Dataset records:
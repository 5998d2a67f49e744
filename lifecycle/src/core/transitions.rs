//! Transition rules for the project lifecycle state machine.
//!
//! Every rule is a pure function of the current [`Phase`] and the external
//! facts; the controller performs the side effects a [`Decision`] names.

use crate::core::types::{
    Action, ChainPolicy, ChallengeChoice, GatedAction, Phase, ProjectFacts, Rejection, SaveOutcome,
};

/// What the controller must do in response to a user action.
#[derive(Debug, Clone, Copy, PartialEq, Eq)]
pub enum Decision {
    /// Refuse the action; state is unchanged.
    Reject(Rejection),
    /// Move to a new phase; the work happens on a later resolution pass.
    Enter(Phase),
    /// Create and install a fresh project now.
    CreateProject,
    /// Re-save to the last known path now, without a dialog.
    SaveInPlace,
    /// End the session now.
    Finish,
}

/// Evaluate a menu action against the current phase and project facts.
///
/// Actions are only accepted while idle, so a click can never stack a second
/// challenge or dialog on top of one already in flight.
pub fn decide(phase: &Phase, action: Action, facts: ProjectFacts) -> Decision {
    if !phase.is_idle() {
        return Decision::Reject(Rejection::Busy);
    }
    let dirty = facts.has_project && facts.dirty;

    match action {
        Action::New => {
            if dirty {
                Decision::Enter(Phase::Challenge {
                    action: GatedAction::New,
                })
            } else {
                Decision::CreateProject
            }
        }
        Action::Load => {
            if dirty {
                Decision::Enter(Phase::Challenge {
                    action: GatedAction::Load,
                })
            } else {
                Decision::Enter(Phase::LoadDialog)
            }
        }
        Action::Save => {
            if !facts.has_project {
                Decision::Reject(Rejection::NoProject)
            } else if !dirty {
                Decision::Reject(Rejection::NothingToSave)
            } else if facts.has_save_path {
                Decision::SaveInPlace
            } else {
                Decision::Enter(Phase::SaveDialog { then: None })
            }
        }
        Action::SaveAs => {
            if facts.has_project {
                Decision::Enter(Phase::SaveDialog { then: None })
            } else {
                Decision::Reject(Rejection::NoProject)
            }
        }
        Action::Quit => {
            if dirty {
                Decision::Enter(Phase::Challenge {
                    action: GatedAction::Quit,
                })
            } else {
                Decision::Finish
            }
        }
    }
}

/// Phase after the user answers the challenge for `action`.
pub fn resolve_challenge(action: GatedAction, choice: ChallengeChoice) -> Phase {
    match choice {
        ChallengeChoice::SaveFirst => Phase::SaveDialog { then: Some(action) },
        ChallengeChoice::DitchProject => Phase::proceed(action),
    }
}

/// Phase after a save dialog finishes, resuming or dropping the chained action.
///
/// A failed save always drops the chain so unsaved work is never discarded
/// behind the user's back. A cancelled save drops a chained Quit, and drops
/// New/Load only when `policy` says so.
pub fn after_save(then: Option<GatedAction>, outcome: SaveOutcome, policy: &ChainPolicy) -> Phase {
    let Some(action) = then else {
        return Phase::Idle;
    };
    match outcome {
        SaveOutcome::Saved => Phase::proceed(action),
        SaveOutcome::Cancelled if policy.aborts_on_cancel(action) => Phase::Idle,
        SaveOutcome::Cancelled => Phase::proceed(action),
        SaveOutcome::Failed => Phase::Idle,
    }
}

#[cfg(test)]
mod tests {
    use super::*;
    use crate::core::types::{DialogKind, QueuedAction};

    fn facts(has_project: bool, dirty: bool, has_save_path: bool) -> ProjectFacts {
        ProjectFacts {
            has_project,
            dirty,
            has_save_path,
        }
    }

    #[test]
    fn busy_phase_rejects_every_action() {
        let busy = [
            Phase::Challenge {
                action: GatedAction::Load,
            },
            Phase::SaveDialog { then: None },
            Phase::LoadDialog,
            Phase::Queued {
                action: QueuedAction::Quit,
            },
        ];
        for phase in &busy {
            for action in [
                Action::New,
                Action::Load,
                Action::Save,
                Action::SaveAs,
                Action::Quit,
            ] {
                assert_eq!(
                    decide(phase, action, facts(true, true, true)),
                    Decision::Reject(Rejection::Busy),
                    "{phase:?} / {action:?}"
                );
            }
        }
    }

    #[test]
    fn new_creates_directly_when_clean_and_challenges_when_dirty() {
        let idle = Phase::Idle;
        assert_eq!(
            decide(&idle, Action::New, facts(false, false, false)),
            Decision::CreateProject
        );
        assert_eq!(
            decide(&idle, Action::New, facts(true, false, false)),
            Decision::CreateProject
        );
        assert_eq!(
            decide(&idle, Action::New, facts(true, true, false)),
            Decision::Enter(Phase::Challenge {
                action: GatedAction::New
            })
        );
    }

    #[test]
    fn load_without_project_skips_the_challenge() {
        let decision = decide(&Phase::Idle, Action::Load, facts(false, true, false));
        assert_eq!(decision, Decision::Enter(Phase::LoadDialog));
    }

    #[test]
    fn load_with_dirty_project_challenges() {
        let decision = decide(&Phase::Idle, Action::Load, facts(true, true, false));
        assert_eq!(
            decision,
            Decision::Enter(Phase::Challenge {
                action: GatedAction::Load
            })
        );
    }

    #[test]
    fn save_uses_known_path_and_otherwise_asks() {
        assert_eq!(
            decide(&Phase::Idle, Action::Save, facts(true, true, true)),
            Decision::SaveInPlace
        );
        assert_eq!(
            decide(&Phase::Idle, Action::Save, facts(true, true, false)),
            Decision::Enter(Phase::SaveDialog { then: None })
        );
        assert_eq!(
            decide(&Phase::Idle, Action::Save, facts(true, false, true)),
            Decision::Reject(Rejection::NothingToSave)
        );
        assert_eq!(
            decide(&Phase::Idle, Action::Save, facts(false, false, false)),
            Decision::Reject(Rejection::NoProject)
        );
    }

    #[test]
    fn save_as_always_opens_a_dialog_when_a_project_exists() {
        for (dirty, known) in [(false, false), (true, true), (false, true)] {
            let decision = decide(&Phase::Idle, Action::SaveAs, facts(true, dirty, known));
            assert_eq!(decision, Decision::Enter(Phase::SaveDialog { then: None }));
            assert_eq!(
                Phase::SaveDialog { then: None }.dialog(),
                Some(DialogKind::Save)
            );
        }
    }

    #[test]
    fn quit_finishes_when_clean() {
        assert_eq!(
            decide(&Phase::Idle, Action::Quit, facts(true, false, false)),
            Decision::Finish
        );
        assert_eq!(
            decide(&Phase::Idle, Action::Quit, facts(false, false, false)),
            Decision::Finish
        );
    }

    #[test]
    fn save_first_chains_the_challenged_action() {
        assert_eq!(
            resolve_challenge(GatedAction::New, ChallengeChoice::SaveFirst),
            Phase::SaveDialog {
                then: Some(GatedAction::New)
            }
        );
    }

    #[test]
    fn ditch_proceeds_without_saving() {
        assert_eq!(
            resolve_challenge(GatedAction::Load, ChallengeChoice::DitchProject),
            Phase::LoadDialog
        );
        assert_eq!(
            resolve_challenge(GatedAction::Quit, ChallengeChoice::DitchProject),
            Phase::Queued {
                action: QueuedAction::Quit
            }
        );
    }

    #[test]
    fn cancelled_save_drops_quit_but_keeps_load_and_new_by_default() {
        let policy = ChainPolicy::default();
        assert_eq!(
            after_save(Some(GatedAction::Quit), SaveOutcome::Cancelled, &policy),
            Phase::Idle
        );
        assert_eq!(
            after_save(Some(GatedAction::Load), SaveOutcome::Cancelled, &policy),
            Phase::LoadDialog
        );
        assert_eq!(
            after_save(Some(GatedAction::New), SaveOutcome::Cancelled, &policy),
            Phase::Queued {
                action: QueuedAction::New
            }
        );
    }

    #[test]
    fn strict_policy_drops_every_chain_on_cancel() {
        let policy = ChainPolicy {
            abort_new_on_cancelled_save: true,
            abort_load_on_cancelled_save: true,
        };
        for action in [GatedAction::Load, GatedAction::New, GatedAction::Quit] {
            assert_eq!(
                after_save(Some(action), SaveOutcome::Cancelled, &policy),
                Phase::Idle
            );
        }
    }

    #[test]
    fn failed_save_drops_the_chain() {
        let policy = ChainPolicy::default();
        for action in [GatedAction::Load, GatedAction::New, GatedAction::Quit] {
            assert_eq!(
                after_save(Some(action), SaveOutcome::Failed, &policy),
                Phase::Idle
            );
        }
    }

    #[test]
    fn plain_save_returns_to_idle() {
        let policy = ChainPolicy::default();
        assert_eq!(after_save(None, SaveOutcome::Saved, &policy), Phase::Idle);
        assert_eq!(
            after_save(None, SaveOutcome::Cancelled, &policy),
            Phase::Idle
        );
    }
}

Task details:
Lines with "user" in the records: how many are there? Give only the number.

Solution below:
3